::: Given information :::
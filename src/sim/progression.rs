//! Level progression, boss fight and win/loss state machine
//!
//! ```text
//! Level1 -> Level2 -> Level3Intro -> Level3Boss -> Won
//!   |         |            |             |
//!   +-reset---+            +--- GameOver-+   (restart -> Level1)
//! ```
//!
//! Invalid transitions are logged and ignored; nothing here can fail a tick.

use glam::Vec2;

use super::collision::CollisionReport;
use super::entity::{EntityId, EntityKind, Visual};
use super::schedule::{Deferred, DeferredAction};
use super::state::{AudioCue, BossRecord, GameEvent, Level, Phase};
use super::world::World;
use crate::consts::*;
use crate::ms_to_ticks;

/// Result of one unit of damage to the player
#[derive(Debug, Clone, Copy, PartialEq, Eq)]
pub enum PlayerDamage {
    /// Game already decided; nothing happened
    Ignored,
    /// Lost a life, still playing
    Hurt,
    /// Died in level 1 or 2: the whole game restarted
    Reset,
    /// Died in level 3: waiting for restart with score and level kept
    GameOver,
}

/// Apply one unit of damage to the player.
///
/// Dying before the boss stage restarts immediately; dying in level 3 keeps
/// the run's score and level on screen behind the restart prompt.
pub fn damage_player(world: &mut World) -> PlayerDamage {
    if world.state.game_over || world.state.phase == Phase::Won {
        return PlayerDamage::Ignored;
    }

    world.state.health = (world.state.health - 1).max(0);
    if let Some(player) = world.store.player().map(|p| p.id) {
        world.store.apply_damage(player, 1);
    }
    if world.state.health > 0 {
        return PlayerDamage::Hurt;
    }

    match world.state.level {
        Level::One | Level::Two => {
            log::info!(
                "Player died on level {} with score {}, restarting",
                world.state.level.number(),
                world.state.score
            );
            reset_game(world);
            PlayerDamage::Reset
        }
        Level::Three => {
            log::info!("Player died during the boss stage (score {})", world.state.score);
            world.state.phase = Phase::GameOver;
            world.state.game_over = true;
            world.state.emit(GameEvent::GameOverShown);
            PlayerDamage::GameOver
        }
    }
}

/// Return to the initial state: fresh player, empty sets, nothing pending
pub fn reset_game(world: &mut World) {
    if world.state.boss_loop_playing {
        world.state.emit(GameEvent::Audio(AudioCue::BossLoopStop));
    }
    world.scheduler.clear();
    world.store.clear();
    world.state.reset(&world.tuning);
    world.spawn_player();
    world.state.emit(GameEvent::GameReset);
}

/// Handle a restart request; only acts while the game is over
pub fn restart(world: &mut World) -> bool {
    if !world.state.game_over {
        log::debug!("Restart ignored: game still in progress");
        return false;
    }
    log::info!("Restarting from {:?}", world.state.phase);
    reset_game(world);
    true
}

/// Apply what the collision pass reported
pub fn apply_collisions(world: &mut World, report: &CollisionReport) {
    if let Some(boss) = report.boss_defeated {
        begin_boss_defeat(world, boss);
    }

    for _ in 0..report.player_hits {
        match damage_player(world) {
            PlayerDamage::Hurt => {}
            // Hits recorded against the old run are void
            PlayerDamage::Reset | PlayerDamage::GameOver | PlayerDamage::Ignored => break,
        }
    }
}

/// Run due deferred actions, then check score thresholds
pub fn advance(world: &mut World) {
    run_deferred(world);
    evaluate_transitions(world);
}

/// Score-driven level transitions
pub fn evaluate_transitions(world: &mut World) {
    if world.state.game_over {
        return;
    }

    if world.state.phase == Phase::Level1 && world.state.score >= world.tuning.level2_score {
        log::info!("Level 2 reached at score {}", world.state.score);
        world.state.level = Level::Two;
        world.state.phase = Phase::Level2;
    }

    if world.state.phase == Phase::Level2 && world.state.score >= world.tuning.level3_score {
        enter_level3_intro(world);
    }
}

fn enter_level3_intro(world: &mut World) {
    log::info!("Boss stage reached at score {}", world.state.score);
    world.state.level = Level::Three;
    world.state.phase = Phase::Level3Intro;
    world.store.clear_kind(EntityKind::Enemy);

    match world.tuning.upgrade_banner_ms {
        Some(duration_ms) => {
            world.state.emit(GameEvent::BannerShown {
                text: UPGRADE_BANNER_TEXT.to_string(),
                duration_ms,
            });
            world.scheduler.schedule(
                world.state.time_ticks,
                ms_to_ticks(duration_ms),
                world.store.generation(),
                DeferredAction::CompleteUpgrade,
            );
        }
        None => complete_upgrade(world),
    }
}

/// Swap in the upgraded player at the same position, then start the boss fight
fn complete_upgrade(world: &mut World) {
    if world.state.phase != Phase::Level3Intro {
        log::warn!("Upgrade ignored in phase {:?}", world.state.phase);
        return;
    }

    let (old, pos) = match world.store.player() {
        Some(p) => (Some(p.id), p.pos),
        None => (None, PLAYER_START),
    };
    if let Some(old) = old {
        world.store.destroy(old);
    }
    // Collision checks look the player up every tick, so the new entity is
    // targeted from the next pass on.
    let hp = world.state.health;
    world
        .store
        .spawn(EntityKind::Player, pos, Vec2::ZERO, hp, Visual::Ship);

    spawn_boss(world);
}

fn spawn_boss(world: &mut World) {
    if let Some(existing) = world.store.boss() {
        log::warn!("Boss spawn ignored: {:?} already present", existing.id);
        return;
    }

    let max = world.tuning.boss_max_health;
    let id = world.store.spawn(
        EntityKind::Boss,
        BOSS_START,
        Vec2::ZERO,
        max,
        Visual::BossShip,
    );
    world.state.boss = Some(BossRecord { id, direction: 1.0 });
    world.state.boss_health = max;
    world.state.max_boss_health = max;
    world.state.phase = Phase::Level3Boss;
    world.state.boss_loop_playing = true;
    world.state.emit(GameEvent::Audio(AudioCue::BossLoopStart));
    log::info!("Boss spawned with {} health", max);
}

/// Killing hit landed: shake, freeze the boss and queue the win screen
fn begin_boss_defeat(world: &mut World, boss: EntityId) {
    if world.state.phase != Phase::Level3Boss {
        log::debug!("Boss defeat ignored in phase {:?}", world.state.phase);
        return;
    }

    log::info!("Boss defeated");
    world.state.phase = Phase::Won;
    let (duration_ms, intensity) = DEFEAT_SHAKE;
    world.state.emit(GameEvent::CameraShake {
        duration_ms,
        intensity,
    });
    world.store.deactivate(boss);
    world.scheduler.schedule(
        world.state.time_ticks,
        ms_to_ticks(world.tuning.boss_defeat_delay_ms),
        world.store.generation(),
        DeferredAction::FinishBossDefeat { boss },
    );
}

fn finish_boss_defeat(world: &mut World, boss: EntityId) {
    if world.state.phase != Phase::Won {
        log::warn!("Boss defeat finish ignored in phase {:?}", world.state.phase);
        return;
    }
    if !world.store.contains(boss) {
        log::debug!("Stale defeat callback for {:?}", boss);
        return;
    }

    world.store.destroy(boss);
    world.state.boss = None;
    world.state.emit(GameEvent::Audio(AudioCue::BossDefeated));
    if world.state.boss_loop_playing {
        world.state.boss_loop_playing = false;
        world.state.emit(GameEvent::Audio(AudioCue::BossLoopStop));
    }
    world.state.game_over = true;
    world.state.emit(GameEvent::WonShown);
}

/// Execute deferred actions whose deadline has passed
pub fn run_deferred(world: &mut World) {
    let due = world.scheduler.take_due(world.state.time_ticks);
    for Deferred {
        generation, action, ..
    } in due
    {
        if generation != world.store.generation() {
            log::debug!("Dropping {:?} from an earlier run", action);
            continue;
        }
        match action {
            DeferredAction::CompleteUpgrade => complete_upgrade(world),
            DeferredAction::FinishBossDefeat { boss } => finish_boss_defeat(world, boss),
        }
    }
}

/// Horizontal patrol: step, clamp to the bounds, bounce at either edge
pub fn move_boss(world: &mut World) {
    if world.state.phase != Phase::Level3Boss {
        return;
    }
    let Some(mut record) = world.state.boss else {
        return;
    };
    let step = world.tuning.boss_step;
    let Some(boss) = world.store.get_mut(record.id) else {
        return;
    };
    if !boss.active {
        return;
    }

    boss.pos.x = (boss.pos.x + step * record.direction).clamp(BOSS_MIN_X, BOSS_MAX_X);
    if boss.pos.x <= BOSS_MIN_X {
        record.direction = 1.0;
    } else if boss.pos.x >= BOSS_MAX_X {
        record.direction = -1.0;
    }
    world.state.boss = Some(record);
}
:::
Copy every line from the records that holds the string "stage".

→ **Exercise output**
/// Dying before the boss stage restarts immediately; dying in level 3 keeps
            log::info!("Player died during the boss stage (score {})", world.state.score);
    log::info!("Boss stage reached at score {}", world.state.score);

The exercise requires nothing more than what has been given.